======== Dataset

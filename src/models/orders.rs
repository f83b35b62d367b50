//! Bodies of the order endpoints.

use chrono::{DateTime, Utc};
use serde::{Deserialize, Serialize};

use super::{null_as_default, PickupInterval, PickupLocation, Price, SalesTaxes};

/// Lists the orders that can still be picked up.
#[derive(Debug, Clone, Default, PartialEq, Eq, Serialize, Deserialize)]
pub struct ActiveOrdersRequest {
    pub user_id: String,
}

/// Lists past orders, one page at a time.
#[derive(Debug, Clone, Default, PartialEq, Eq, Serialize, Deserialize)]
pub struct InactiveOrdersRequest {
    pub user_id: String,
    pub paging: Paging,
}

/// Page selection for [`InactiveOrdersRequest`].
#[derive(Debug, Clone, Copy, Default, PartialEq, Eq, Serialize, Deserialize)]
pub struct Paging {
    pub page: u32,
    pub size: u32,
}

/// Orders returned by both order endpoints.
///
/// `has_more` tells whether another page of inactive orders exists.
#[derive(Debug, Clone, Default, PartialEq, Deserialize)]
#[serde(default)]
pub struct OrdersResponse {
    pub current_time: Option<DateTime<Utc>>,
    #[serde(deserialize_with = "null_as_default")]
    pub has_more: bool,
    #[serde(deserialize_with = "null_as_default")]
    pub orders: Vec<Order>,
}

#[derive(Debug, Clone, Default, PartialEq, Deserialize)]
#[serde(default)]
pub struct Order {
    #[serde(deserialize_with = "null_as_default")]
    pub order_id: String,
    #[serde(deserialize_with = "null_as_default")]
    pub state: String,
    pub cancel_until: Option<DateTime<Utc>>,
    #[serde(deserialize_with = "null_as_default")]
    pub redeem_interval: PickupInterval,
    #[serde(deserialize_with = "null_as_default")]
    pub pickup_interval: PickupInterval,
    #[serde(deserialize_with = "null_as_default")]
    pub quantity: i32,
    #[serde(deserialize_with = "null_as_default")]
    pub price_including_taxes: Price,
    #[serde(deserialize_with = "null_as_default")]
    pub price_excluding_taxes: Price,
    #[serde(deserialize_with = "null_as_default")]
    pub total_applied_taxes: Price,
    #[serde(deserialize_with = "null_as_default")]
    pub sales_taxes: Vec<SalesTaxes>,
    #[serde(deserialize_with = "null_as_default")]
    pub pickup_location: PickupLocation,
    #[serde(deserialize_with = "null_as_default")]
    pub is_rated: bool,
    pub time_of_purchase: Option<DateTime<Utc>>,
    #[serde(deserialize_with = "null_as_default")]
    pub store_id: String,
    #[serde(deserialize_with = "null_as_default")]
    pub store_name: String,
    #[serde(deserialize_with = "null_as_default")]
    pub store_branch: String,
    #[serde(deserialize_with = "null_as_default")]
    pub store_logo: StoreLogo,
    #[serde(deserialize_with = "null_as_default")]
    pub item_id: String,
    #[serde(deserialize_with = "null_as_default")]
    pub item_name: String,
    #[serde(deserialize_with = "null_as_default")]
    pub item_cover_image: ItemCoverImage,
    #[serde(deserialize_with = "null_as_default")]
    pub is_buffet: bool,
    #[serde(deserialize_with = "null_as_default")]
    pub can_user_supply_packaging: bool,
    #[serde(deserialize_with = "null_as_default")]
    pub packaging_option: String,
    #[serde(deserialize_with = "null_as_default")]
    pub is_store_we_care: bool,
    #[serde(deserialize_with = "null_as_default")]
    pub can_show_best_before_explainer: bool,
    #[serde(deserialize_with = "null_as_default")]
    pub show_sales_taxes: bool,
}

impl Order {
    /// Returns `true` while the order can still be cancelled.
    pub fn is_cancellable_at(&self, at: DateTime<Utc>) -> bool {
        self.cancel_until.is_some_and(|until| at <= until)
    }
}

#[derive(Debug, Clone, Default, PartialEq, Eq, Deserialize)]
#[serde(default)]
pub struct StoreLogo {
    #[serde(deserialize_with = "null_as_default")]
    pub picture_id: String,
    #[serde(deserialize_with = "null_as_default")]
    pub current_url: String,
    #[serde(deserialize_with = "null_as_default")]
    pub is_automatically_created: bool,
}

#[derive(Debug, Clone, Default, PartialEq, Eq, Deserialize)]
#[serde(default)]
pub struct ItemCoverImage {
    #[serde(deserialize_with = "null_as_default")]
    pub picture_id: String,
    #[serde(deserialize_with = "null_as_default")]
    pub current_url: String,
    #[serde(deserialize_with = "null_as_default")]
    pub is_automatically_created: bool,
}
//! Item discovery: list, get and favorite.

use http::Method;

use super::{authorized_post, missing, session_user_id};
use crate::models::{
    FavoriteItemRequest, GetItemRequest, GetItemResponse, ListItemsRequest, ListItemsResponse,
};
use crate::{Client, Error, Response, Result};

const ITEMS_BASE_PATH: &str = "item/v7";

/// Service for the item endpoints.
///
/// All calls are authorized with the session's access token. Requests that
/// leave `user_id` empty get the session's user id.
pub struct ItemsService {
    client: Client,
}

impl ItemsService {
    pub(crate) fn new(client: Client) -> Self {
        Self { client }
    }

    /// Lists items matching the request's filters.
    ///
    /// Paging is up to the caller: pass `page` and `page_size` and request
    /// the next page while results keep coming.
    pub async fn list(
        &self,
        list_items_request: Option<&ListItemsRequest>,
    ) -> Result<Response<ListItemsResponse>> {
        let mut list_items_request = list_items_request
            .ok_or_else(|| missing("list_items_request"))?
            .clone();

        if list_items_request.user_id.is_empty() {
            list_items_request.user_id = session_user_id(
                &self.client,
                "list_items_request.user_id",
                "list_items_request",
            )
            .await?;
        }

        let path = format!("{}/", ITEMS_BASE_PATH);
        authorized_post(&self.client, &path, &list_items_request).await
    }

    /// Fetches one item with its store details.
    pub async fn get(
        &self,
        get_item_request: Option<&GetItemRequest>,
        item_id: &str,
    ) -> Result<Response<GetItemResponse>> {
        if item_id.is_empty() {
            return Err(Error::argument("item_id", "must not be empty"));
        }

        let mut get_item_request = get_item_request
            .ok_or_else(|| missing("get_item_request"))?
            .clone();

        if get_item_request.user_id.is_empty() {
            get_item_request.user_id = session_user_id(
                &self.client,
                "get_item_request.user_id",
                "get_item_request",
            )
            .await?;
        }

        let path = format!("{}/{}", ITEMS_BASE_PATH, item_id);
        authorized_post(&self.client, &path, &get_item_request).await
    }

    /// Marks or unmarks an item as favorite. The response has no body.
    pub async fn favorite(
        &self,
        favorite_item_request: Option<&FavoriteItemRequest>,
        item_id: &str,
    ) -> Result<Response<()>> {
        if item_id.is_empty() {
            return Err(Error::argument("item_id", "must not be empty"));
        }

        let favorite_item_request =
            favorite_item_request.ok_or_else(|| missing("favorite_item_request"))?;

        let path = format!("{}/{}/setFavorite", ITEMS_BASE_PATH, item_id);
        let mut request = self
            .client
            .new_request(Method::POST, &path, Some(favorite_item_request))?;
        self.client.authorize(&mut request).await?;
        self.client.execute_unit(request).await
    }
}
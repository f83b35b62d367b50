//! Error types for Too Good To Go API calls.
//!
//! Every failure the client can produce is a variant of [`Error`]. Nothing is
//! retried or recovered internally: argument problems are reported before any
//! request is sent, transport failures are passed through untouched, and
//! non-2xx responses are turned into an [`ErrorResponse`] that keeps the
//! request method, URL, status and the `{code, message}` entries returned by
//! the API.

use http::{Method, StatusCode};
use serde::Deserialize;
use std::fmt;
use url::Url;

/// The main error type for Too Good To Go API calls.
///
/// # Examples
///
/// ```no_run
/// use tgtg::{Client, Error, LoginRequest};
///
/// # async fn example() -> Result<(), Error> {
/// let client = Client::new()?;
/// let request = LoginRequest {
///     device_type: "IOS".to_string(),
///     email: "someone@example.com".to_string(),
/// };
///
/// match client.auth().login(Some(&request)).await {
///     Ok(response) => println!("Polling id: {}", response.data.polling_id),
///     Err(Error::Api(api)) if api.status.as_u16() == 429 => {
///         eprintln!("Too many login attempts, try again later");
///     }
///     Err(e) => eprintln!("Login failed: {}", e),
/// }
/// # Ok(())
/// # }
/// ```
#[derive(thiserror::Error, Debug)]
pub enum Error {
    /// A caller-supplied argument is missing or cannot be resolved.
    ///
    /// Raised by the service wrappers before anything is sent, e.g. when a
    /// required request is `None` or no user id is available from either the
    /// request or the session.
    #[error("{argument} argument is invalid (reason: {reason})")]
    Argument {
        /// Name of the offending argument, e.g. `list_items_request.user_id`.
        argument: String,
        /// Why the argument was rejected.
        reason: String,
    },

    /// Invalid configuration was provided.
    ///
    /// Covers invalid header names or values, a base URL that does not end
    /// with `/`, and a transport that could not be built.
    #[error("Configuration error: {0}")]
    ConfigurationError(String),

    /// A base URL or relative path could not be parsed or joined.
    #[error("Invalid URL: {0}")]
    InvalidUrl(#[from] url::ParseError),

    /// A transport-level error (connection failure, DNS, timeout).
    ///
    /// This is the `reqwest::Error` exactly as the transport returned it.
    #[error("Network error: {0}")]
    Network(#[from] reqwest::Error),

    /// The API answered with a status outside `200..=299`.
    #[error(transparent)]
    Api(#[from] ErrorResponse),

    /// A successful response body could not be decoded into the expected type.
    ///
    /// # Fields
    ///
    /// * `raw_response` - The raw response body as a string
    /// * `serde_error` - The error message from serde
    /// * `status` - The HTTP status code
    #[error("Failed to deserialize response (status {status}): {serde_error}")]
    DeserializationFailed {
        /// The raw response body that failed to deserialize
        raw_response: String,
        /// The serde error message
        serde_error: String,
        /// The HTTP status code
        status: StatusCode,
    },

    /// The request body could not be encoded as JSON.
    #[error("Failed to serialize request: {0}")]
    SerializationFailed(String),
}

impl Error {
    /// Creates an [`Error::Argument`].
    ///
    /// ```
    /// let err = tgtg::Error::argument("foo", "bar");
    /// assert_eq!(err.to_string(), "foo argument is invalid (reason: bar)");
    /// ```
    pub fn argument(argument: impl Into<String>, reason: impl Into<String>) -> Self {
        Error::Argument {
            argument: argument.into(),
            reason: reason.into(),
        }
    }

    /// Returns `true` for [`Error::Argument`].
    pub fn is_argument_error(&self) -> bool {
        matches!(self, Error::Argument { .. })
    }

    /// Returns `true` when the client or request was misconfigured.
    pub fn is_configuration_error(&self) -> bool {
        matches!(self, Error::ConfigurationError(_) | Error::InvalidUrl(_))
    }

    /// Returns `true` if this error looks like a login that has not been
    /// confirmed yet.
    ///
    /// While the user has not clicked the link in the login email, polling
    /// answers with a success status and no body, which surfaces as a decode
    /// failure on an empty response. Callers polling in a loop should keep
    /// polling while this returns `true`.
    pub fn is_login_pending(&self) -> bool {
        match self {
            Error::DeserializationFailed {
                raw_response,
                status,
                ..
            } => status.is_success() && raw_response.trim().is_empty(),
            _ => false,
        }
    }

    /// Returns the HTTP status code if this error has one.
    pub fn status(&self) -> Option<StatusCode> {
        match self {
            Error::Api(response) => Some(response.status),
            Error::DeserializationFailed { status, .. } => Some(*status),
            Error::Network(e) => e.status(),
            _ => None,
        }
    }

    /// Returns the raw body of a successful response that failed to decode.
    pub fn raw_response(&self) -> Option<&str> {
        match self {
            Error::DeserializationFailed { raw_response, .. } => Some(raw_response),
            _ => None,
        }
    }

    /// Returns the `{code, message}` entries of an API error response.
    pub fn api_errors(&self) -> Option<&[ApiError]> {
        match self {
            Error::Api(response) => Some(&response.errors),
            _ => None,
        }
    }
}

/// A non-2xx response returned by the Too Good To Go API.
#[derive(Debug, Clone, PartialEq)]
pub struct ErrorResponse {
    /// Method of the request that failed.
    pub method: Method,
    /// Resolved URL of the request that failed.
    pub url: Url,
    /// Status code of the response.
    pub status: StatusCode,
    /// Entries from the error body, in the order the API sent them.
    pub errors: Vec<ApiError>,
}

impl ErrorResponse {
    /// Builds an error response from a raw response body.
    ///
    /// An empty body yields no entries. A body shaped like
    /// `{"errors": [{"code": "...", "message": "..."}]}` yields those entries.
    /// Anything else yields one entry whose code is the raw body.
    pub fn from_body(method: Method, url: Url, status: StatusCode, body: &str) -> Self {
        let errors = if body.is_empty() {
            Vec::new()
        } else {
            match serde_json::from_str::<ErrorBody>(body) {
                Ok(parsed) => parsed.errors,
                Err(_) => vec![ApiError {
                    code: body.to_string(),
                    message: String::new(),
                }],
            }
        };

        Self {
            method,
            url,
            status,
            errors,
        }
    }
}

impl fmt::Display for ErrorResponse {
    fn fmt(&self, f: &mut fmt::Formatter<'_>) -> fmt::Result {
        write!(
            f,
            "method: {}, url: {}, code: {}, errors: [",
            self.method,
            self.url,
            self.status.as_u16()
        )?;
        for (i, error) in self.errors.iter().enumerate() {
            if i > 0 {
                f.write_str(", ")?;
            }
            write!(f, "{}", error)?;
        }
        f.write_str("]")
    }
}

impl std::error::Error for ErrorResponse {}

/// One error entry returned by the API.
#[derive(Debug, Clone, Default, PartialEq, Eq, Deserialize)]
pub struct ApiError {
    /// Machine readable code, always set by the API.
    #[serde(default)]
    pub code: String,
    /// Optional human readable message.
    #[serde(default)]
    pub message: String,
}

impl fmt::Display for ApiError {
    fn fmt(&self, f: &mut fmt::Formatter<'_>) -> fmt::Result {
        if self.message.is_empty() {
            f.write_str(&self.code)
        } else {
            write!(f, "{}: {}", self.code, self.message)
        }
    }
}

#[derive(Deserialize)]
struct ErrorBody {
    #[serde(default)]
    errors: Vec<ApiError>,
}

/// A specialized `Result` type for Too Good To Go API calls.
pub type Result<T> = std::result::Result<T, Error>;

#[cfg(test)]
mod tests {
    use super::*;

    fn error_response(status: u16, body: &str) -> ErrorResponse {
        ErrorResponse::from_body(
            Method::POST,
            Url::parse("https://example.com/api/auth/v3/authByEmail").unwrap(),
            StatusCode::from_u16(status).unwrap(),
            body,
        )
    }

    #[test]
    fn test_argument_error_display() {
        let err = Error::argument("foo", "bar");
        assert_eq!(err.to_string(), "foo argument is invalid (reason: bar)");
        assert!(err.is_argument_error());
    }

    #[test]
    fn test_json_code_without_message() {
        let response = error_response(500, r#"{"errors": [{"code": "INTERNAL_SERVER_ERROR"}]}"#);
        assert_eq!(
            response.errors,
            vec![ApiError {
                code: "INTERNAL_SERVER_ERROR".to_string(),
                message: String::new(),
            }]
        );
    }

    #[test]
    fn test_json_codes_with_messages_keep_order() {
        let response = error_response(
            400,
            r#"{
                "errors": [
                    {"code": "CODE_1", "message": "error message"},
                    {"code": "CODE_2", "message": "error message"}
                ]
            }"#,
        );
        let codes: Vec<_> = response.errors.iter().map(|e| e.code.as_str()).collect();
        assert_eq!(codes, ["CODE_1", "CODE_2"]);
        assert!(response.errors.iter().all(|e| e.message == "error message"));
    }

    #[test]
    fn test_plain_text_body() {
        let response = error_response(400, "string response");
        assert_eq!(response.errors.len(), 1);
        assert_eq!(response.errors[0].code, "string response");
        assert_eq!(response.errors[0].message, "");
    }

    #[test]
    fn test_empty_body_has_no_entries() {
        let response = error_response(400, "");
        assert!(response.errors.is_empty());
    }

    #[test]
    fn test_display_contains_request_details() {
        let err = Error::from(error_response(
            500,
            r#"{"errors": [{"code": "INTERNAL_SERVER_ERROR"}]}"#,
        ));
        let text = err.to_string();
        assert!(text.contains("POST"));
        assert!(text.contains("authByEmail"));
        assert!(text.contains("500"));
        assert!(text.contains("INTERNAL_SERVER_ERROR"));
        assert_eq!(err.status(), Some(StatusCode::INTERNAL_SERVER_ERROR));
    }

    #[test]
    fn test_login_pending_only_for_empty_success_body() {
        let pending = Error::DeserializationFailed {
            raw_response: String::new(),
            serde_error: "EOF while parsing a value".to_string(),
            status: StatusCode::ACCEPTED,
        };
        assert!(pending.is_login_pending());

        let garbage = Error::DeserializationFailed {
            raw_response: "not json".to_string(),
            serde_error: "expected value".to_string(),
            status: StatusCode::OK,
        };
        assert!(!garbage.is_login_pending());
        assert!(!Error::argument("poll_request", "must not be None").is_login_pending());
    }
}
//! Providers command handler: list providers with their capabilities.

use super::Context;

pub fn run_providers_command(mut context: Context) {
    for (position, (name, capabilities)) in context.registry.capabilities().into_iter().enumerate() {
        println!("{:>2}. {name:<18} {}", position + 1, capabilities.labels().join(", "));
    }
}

================

Exercise brief
Where does the string "PickupInterval" appear in the records above? Show every line that holds it.

Output for this exercise
use super::{null_as_default, PickupInterval, PickupLocation, Price, SalesTaxes};
    pub redeem_interval: PickupInterval,
    pub pickup_interval: PickupInterval,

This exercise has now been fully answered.